Article - Ownership Documents
Colonial Beach Realtor
a division of Treck Realty
Purchasing a home is a significant milestone, accompanied by a plethora of paperwork that can often be confusing for many buyers. Understanding the essential documents involved in buying a house, especially with a loan, is crucial to navigate this process smoothly. Today, as I completed the purchase of another property by the beach, a conversation with the lawyer illuminated the complexity and importance of these documents. Here’s a breakdown of the three key documents you'll encounter when buying a home with a loan:
The Deed:
This is the document that officially transfers ownership of the property to you. It's a critical piece of paper that signifies you are the owner of the house. Note that the name on the deed can be different from the name on the loan note.The Note:
Also known as the promissory note, this document outlines the details of the loan agreement, including the amount borrowed, the interest rate, repayment schedule, and the consequences of failing to make payments. The person named on the note is responsible for repaying the loan, and this name can be different from the one on the deed.The Deed of Trust:
This document is filed with the local courthouse by the title company and serves as a lien against the property, indicating that there is a loan against it. The names on the deed of trust and the note must match. It's worth noting that sometimes, the release of this lien is not properly recorded at the courthouse once the loan is paid off, but that's a topic for another discussion.
If you purchase a home without a loan, i.e., with cash, the only document involved is the deed.

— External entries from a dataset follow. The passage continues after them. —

// SPDX-License-Identifier: AGPL-3.0-or-later
// Copyright (C) 2025 Blackman Artificial Intelligence Technologies Inc.

//! lftp-backed control session
//!
//! One `lftp` process is spawned per run and fed commands on stdin. Every
//! command line is suffixed with `&& echo <ok> || echo <fail>` so the
//! reader can tell where one command's output ends and whether it worked.
//!
//! On unix the child's stdout and stderr share one pipe. Error text is
//! written before the failure marker, so it always lands in the output of
//! the command that produced it.

use std::path::PathBuf;
use std::process::Stdio;
use std::time::Duration;

use async_trait::async_trait;
use tokio::io::{AsyncBufReadExt, AsyncRead, AsyncWriteExt, BufReader, Lines};
use tokio::process::{Child, ChildStdin, Command};

use crate::config::Settings;
use crate::error::{Result, SessionError};
use crate::secret::Secret;

use super::command::SessionCommand;
use super::session::{CommandOutcome, TransferClient, TransferSession};

/// How long `bye` may take before the process is killed
const CLOSE_TIMEOUT: Duration = Duration::from_secs(15);

/// Everything the client prints, in the order it printed it
type OutputStream = Box<dyn AsyncRead + Send + Unpin>;

/// Starts `lftp` sessions
#[derive(Debug, Clone)]
pub struct LftpClient {
    program: PathBuf,
}

impl LftpClient {
    /// Use the given (already resolved) lftp executable.
    pub fn new(program: impl Into<PathBuf>) -> Self {
        Self {
            program: program.into(),
        }
    }
}

/// Send the child's stdout and stderr into one pipe and return its read end.
#[cfg(unix)]
fn merge_output(command: &mut Command) -> Result<Option<OutputStream>> {
    use std::os::fd::OwnedFd;
    use tokio::net::unix::pipe;

    let (reader, writer) = std::io::pipe()?;
    command.stdout(writer.try_clone()?).stderr(writer);
    let receiver = pipe::Receiver::from_owned_fd(OwnedFd::from(reader))?;
    Ok(Some(Box::new(receiver)))
}

/// Without a shared pipe, stderr goes straight to the terminal.
#[cfg(not(unix))]
fn merge_output(command: &mut Command) -> Result<Option<OutputStream>> {
    command.stdout(Stdio::piped()).stderr(Stdio::inherit());
    Ok(None)
}

#[async_trait]
impl TransferClient for LftpClient {
    fn name(&self) -> &str {
        "lftp"
    }

    async fn start(&self, _settings: &Settings, secret: &Secret) -> Result<Box<dyn TransferSession>> {
        let mut command = Command::new(&self.program);
        command.stdin(Stdio::piped()).kill_on_drop(true);
        let merged = merge_output(&mut command)
            .map_err(|e| SessionError::Spawn(format!("output pipe: {}", e)))?;

        let spawned = command.spawn();
        // The command holds our copies of the pipe's write end; EOF only
        // arrives once they are gone.
        drop(command);
        let mut child = spawned
            .map_err(|e| SessionError::Spawn(format!("{}: {}", self.program.display(), e)))?;

        let stdin = child
            .stdin
            .take()
            .ok_or_else(|| SessionError::Spawn("stdin not captured".to_string()))?;
        let output: OutputStream = match merged {
            Some(stream) => stream,
            None => Box::new(
                child
                    .stdout
                    .take()
                    .ok_or_else(|| SessionError::Spawn("stdout not captured".to_string()))?,
            ),
        };

        tracing::debug!(
            target: "foscam.transfer.lftp",
            program = %self.program.display(),
            pid = child.id(),
            "Started transfer client"
        );

        Ok(Box::new(LftpSession {
            child,
            stdin: Some(stdin),
            output: BufReader::new(output).lines(),
            secret: secret.clone(),
            sequence: 0,
        }))
    }
}

/// A running lftp process
pub struct LftpSession {
    child: Child,
    stdin: Option<ChildStdin>,
    output: Lines<BufReader<OutputStream>>,
    secret: Secret,
    sequence: u64,
}

/// Marker pair for command number `seq`.
fn markers(seq: u64) -> (String, String) {
    (
        format!("__foscam_upload_ok_{}__", seq),
        format!("__foscam_upload_fail_{}__", seq),
    )
}

/// The command line plus the success/failure echo suffix.
fn framed_line(line: &str, seq: u64) -> String {
    let (ok, fail) = markers(seq);
    format!("{} && echo {} || echo {}\n", line, ok, fail)
}

impl LftpSession {
    async fn exited(&mut self) -> SessionError {
        let status = self.child.wait().await.ok().and_then(|s| s.code());
        SessionError::ClientExited(status)
    }
}

#[async_trait]
impl TransferSession for LftpSession {
    async fn send(&mut self, command: &SessionCommand) -> Result<CommandOutcome> {
        self.sequence += 1;
        let seq = self.sequence;
        let (ok, fail) = markers(seq);
        let line = framed_line(&command.script_line(&self.secret), seq);

        let Some(stdin) = self.stdin.as_mut() else {
            return Err(SessionError::Protocol("session already closed".to_string()).into());
        };
        if let Err(e) = stdin.write_all(line.as_bytes()).await {
            tracing::debug!(target: "foscam.transfer.lftp", error = %e, "Write to lftp failed");
            return Err(self.exited().await.into());
        }
        stdin.flush().await?;

        let mut output = Vec::new();
        loop {
            let next = self
                .output
                .next_line()
                .await
                .map_err(|e| SessionError::Protocol(e.to_string()))?;

            let Some(text) = next else {
                return Err(self.exited().await.into());
            };

            let trimmed = text.trim();
            if trimmed == ok || trimmed == fail {
                return Ok(CommandOutcome {
                    success: trimmed == ok,
                    output,
                });
            }

            tracing::debug!(target: "foscam.transfer.lftp", "{}", text);
            output.push(text);
        }
    }

    async fn close(mut self: Box<Self>) -> Result<()> {
        if let Some(mut stdin) = self.stdin.take() {
            // The process may already be gone; wait() below reports that.
            let _ = stdin
                .write_all(SessionCommand::Bye.display().as_bytes())
                .await;
            let _ = stdin.write_all(b"\n").await;
            let _ = stdin.shutdown().await;
        }

        match tokio::time::timeout(CLOSE_TIMEOUT, self.child.wait()).await {
            Ok(Ok(status)) => {
                tracing::debug!(target: "foscam.transfer.lftp", status = ?status.code(), "Transfer client exited");
                Ok(())
            }
            Ok(Err(e)) => Err(e.into()),
            Err(_) => {
                tracing::warn!(target: "foscam.transfer.lftp", "Transfer client did not exit; killing it");
                self.child.kill().await?;
                Ok(())
            }
        }
    }
}
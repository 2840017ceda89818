// SPDX-License-Identifier: AGPL-3.0-or-later
// Copyright (C) 2025 Blackman Artificial Intelligence Technologies Inc.

//! foscam-upload - move finished motion recordings off a Foscam camera share
//! onto an FTPS server.
//!
//! This crate exposes the runtime used by the `foscam-upload` CLI
//! (`src/main.rs`).
//!
//! Architecture highlights:
//! - `config`: key/value configuration file, validation and defaults
//! - `inventory`: source directory scan and per-day bucketing
//! - `report`: pre-transfer report (text table or JSON)
//! - `transfer`: command plan, control-session abstraction, lftp backend
//! - `pipeline`: the end-to-end run tying the stages together

pub mod cli;
pub mod config;
pub mod error;
pub mod inventory;
pub mod pipeline;
pub mod preflight;
pub mod report;
pub mod secret;
pub mod transfer;
pub mod utils;

pub use error::{Result, UploadError};
// SPDX-License-Identifier: AGPL-3.0-or-later
// Copyright (C) 2025 Blackman Artificial Intelligence Technologies Inc.

//! foscam-upload
//!
//! Entry point for the foscam-upload CLI.

use std::io::{self, Write};
use std::process::ExitCode;

use chrono::Local;
use clap::Parser;

use foscam_upload::cli::{Cli, OutputFormat};
use foscam_upload::config::Settings;
use foscam_upload::error::Result;
use foscam_upload::pipeline::{run_upload, RunOutcome, UploadContext, UploadOptions};
use foscam_upload::preflight::locate_program;
use foscam_upload::secret::TerminalPrompt;
use foscam_upload::transfer::{ConsoleObserver, LftpClient};
use foscam_upload::utils;

#[tokio::main]
async fn main() -> ExitCode {
    // Parse CLI arguments
    let cli = Cli::parse();

    // Initialize tracing
    let mut env_filter = tracing_subscriber::EnvFilter::from_default_env()
        .add_directive(tracing::Level::WARN.into());

    // `-v` turns on our own targets; `RUST_LOG` still takes precedence.
    if cli.verbose > 0 {
        let level = if cli.verbose > 1 { "trace" } else { "debug" };
        for target in [
            "foscam.config",
            "foscam.inventory",
            "foscam.preflight",
            "foscam.pipeline",
            "foscam.transfer",
            "foscam.transfer.lftp",
        ] {
            if let Ok(parsed) = format!("{}={}", target, level).parse() {
                env_filter = env_filter.add_directive(parsed);
            }
        }
    }

    tracing_subscriber::fmt()
        .with_env_filter(env_filter)
        .with_writer(io::stderr)
        .init();

    match run(cli).await {
        Ok(outcome) => ExitCode::from(outcome.exit_code()),
        Err(e) => {
            eprintln!("{}", utils::format_error(&e));
            ExitCode::from(e.exit_code())
        }
    }
}

async fn run(cli: Cli) -> Result<RunOutcome> {
    let mut stdout = io::stdout();

    // Keep stdout pure JSON when asked for it.
    let mut console: Box<dyn Write> = match cli.format {
        OutputFormat::Json => Box::new(io::stderr()),
        OutputFormat::Text => Box::new(io::stdout()),
    };

    writeln!(console, "{}", utils::format_banner_time(&Local::now()))?;
    if cli.dry_run {
        writeln!(console, "Dry run: directories will not be created and nothing will be uploaded.")?;
    }
    tracing::debug!(
        target: "foscam.pipeline",
        config = ?cli.config,
        dry_run = cli.dry_run,
        format = ?cli.format,
        today = ?cli.today,
        "Parsed arguments"
    );

    let settings = Settings::load(cli.config.as_deref())?;
    let program = locate_program(&settings.transfer_client)?;
    let client = LftpClient::new(program);

    let options = UploadOptions {
        dry_run: cli.dry_run,
        format: cli.format,
        today: cli.today.unwrap_or_else(|| Local::now().date_naive()),
    };

    let mut observer = ConsoleObserver::new(console);
    run_upload(UploadContext {
        settings: &settings,
        options,
        client: &client,
        prompt: &TerminalPrompt,
        observer: &mut observer,
        out: &mut stdout,
    })
    .await
}
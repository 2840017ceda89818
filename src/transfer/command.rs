// SPDX-License-Identifier: AGPL-3.0-or-later
// Copyright (C) 2025 Blackman Artificial Intelligence Technologies Inc.

//! Commands sent over the control session
//!
//! Each command has two renderings: [`SessionCommand::display`] is safe to
//! log and print, [`SessionCommand::script_line`] is what the transfer
//! client actually receives and may contain the password.

use std::fmt;
use std::path::PathBuf;

use crate::secret::Secret;

const REDACTED: &str = "********";

/// A single line-oriented transfer-client command
#[derive(Debug, Clone, PartialEq, Eq)]
pub enum SessionCommand {
    /// `set <name> <value>`
    Set { name: String, value: String },
    /// `open <host>` (lazy; nothing is sent on the wire yet)
    Open { host: String },
    /// `user <name> <password>`
    Login { user: String },
    /// Forces the connection and login to happen
    Probe,
    /// `mkdir -f <path>`; an existing directory is not an error for us
    Mkdir { path: String },
    /// One-way local-to-remote mirror restricted to one day's files.
    ///
    /// Each name becomes its own `--include-glob`, so only files the
    /// scanner accepted as recordings are ever sent.
    Mirror {
        local_dir: PathBuf,
        remote_dir: String,
        include_names: Vec<String>,
    },
    /// Ends the session
    Bye,
}

impl SessionCommand {
    pub fn set(name: &str, value: impl ToString) -> Self {
        SessionCommand::Set {
            name: name.to_string(),
            value: value.to_string(),
        }
    }

    /// Whether the command changes anything on the remote side.
    ///
    /// Dry runs skip every mutating command.
    pub fn is_mutating(&self) -> bool {
        matches!(
            self,
            SessionCommand::Mkdir { .. } | SessionCommand::Mirror { .. }
        )
    }

    /// Loggable form with the password masked.
    pub fn display(&self) -> String {
        self.render(REDACTED)
    }

    /// Wire form sent to the transfer client.
    pub fn script_line(&self, secret: &Secret) -> String {
        self.render(secret.expose())
    }

    fn render(&self, password: &str) -> String {
        match self {
            SessionCommand::Set { name, value } => format!("set {} {}", name, value),
            SessionCommand::Open { host } => format!("open {}", quote(host)),
            SessionCommand::Login { user } => {
                format!("user {} {}", quote(user), quote(password))
            }
            SessionCommand::Probe => "ls".to_string(),
            SessionCommand::Mkdir { path } => format!("mkdir -f {}", quote(path)),
            SessionCommand::Mirror {
                local_dir,
                remote_dir,
                include_names,
            } => {
                let mut line = String::from("mirror --reverse --no-recursion --verbose");
                for name in include_names {
                    line.push_str(" --include-glob ");
                    line.push_str(&quote(&escape_glob(name)));
                }
                format!(
                    "{} {} {}",
                    line,
                    quote(&local_dir.to_string_lossy()),
                    quote(remote_dir)
                )
            }
            SessionCommand::Bye => "bye".to_string(),
        }
    }
}

impl fmt::Display for SessionCommand {
    fn fmt(&self, f: &mut fmt::Formatter<'_>) -> fmt::Result {
        f.write_str(&self.display())
    }
}

/// Double-quote an argument for the lftp command parser.
fn quote(arg: &str) -> String {
    let mut out = String::with_capacity(arg.len() + 2);
    out.push('"');
    for c in arg.chars() {
        if c == '"' || c == '\\' {
            out.push('\\');
        }
        out.push(c);
    }
    out.push('"');
    out
}

/// Make a literal file name safe to use as an lftp glob.
fn escape_glob(name: &str) -> String {
    let mut out = String::with_capacity(name.len());
    for c in name.chars() {
        if matches!(c, '*' | '?' | '[' | ']' | '\\') {
            out.push('\\');
        }
        out.push(c);
    }
    out
}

This information highlights an interesting aspect of real estate transactions: it's entirely possible to own a home without having your name on the mortgage. This situation can arise in several ways:
Inheritance:
If a loved one passes away and you inherit the property, the deed can be transferred to your name while the original mortgage remains under the deceased's name. Banks cannot compel you to refinance into your name under these circumstances.Divorce:
During a divorce, one spouse may be granted the house through a specific deed transfer pursuant to the divorce agreement. Opting for a quitclaim deed in such cases might trigger tax implications.Deed Transfer:
It's possible to sign over the deed to someone else while keeping the loan in your name. I did this for my daughter, transferring the deed to her name while the mortgage remained under mine. She makes the mortgage payments, but legally, I'm still responsible for the loan.
Understanding these distinctions and how they apply to your situation can help demystify the home-buying process, ensuring you're well-informed about the implications of each document you sign. This knowledge is not just about legal formalities; it’s about ensuring that your rights and responsibilities as a homeowner are clearly defined and protected.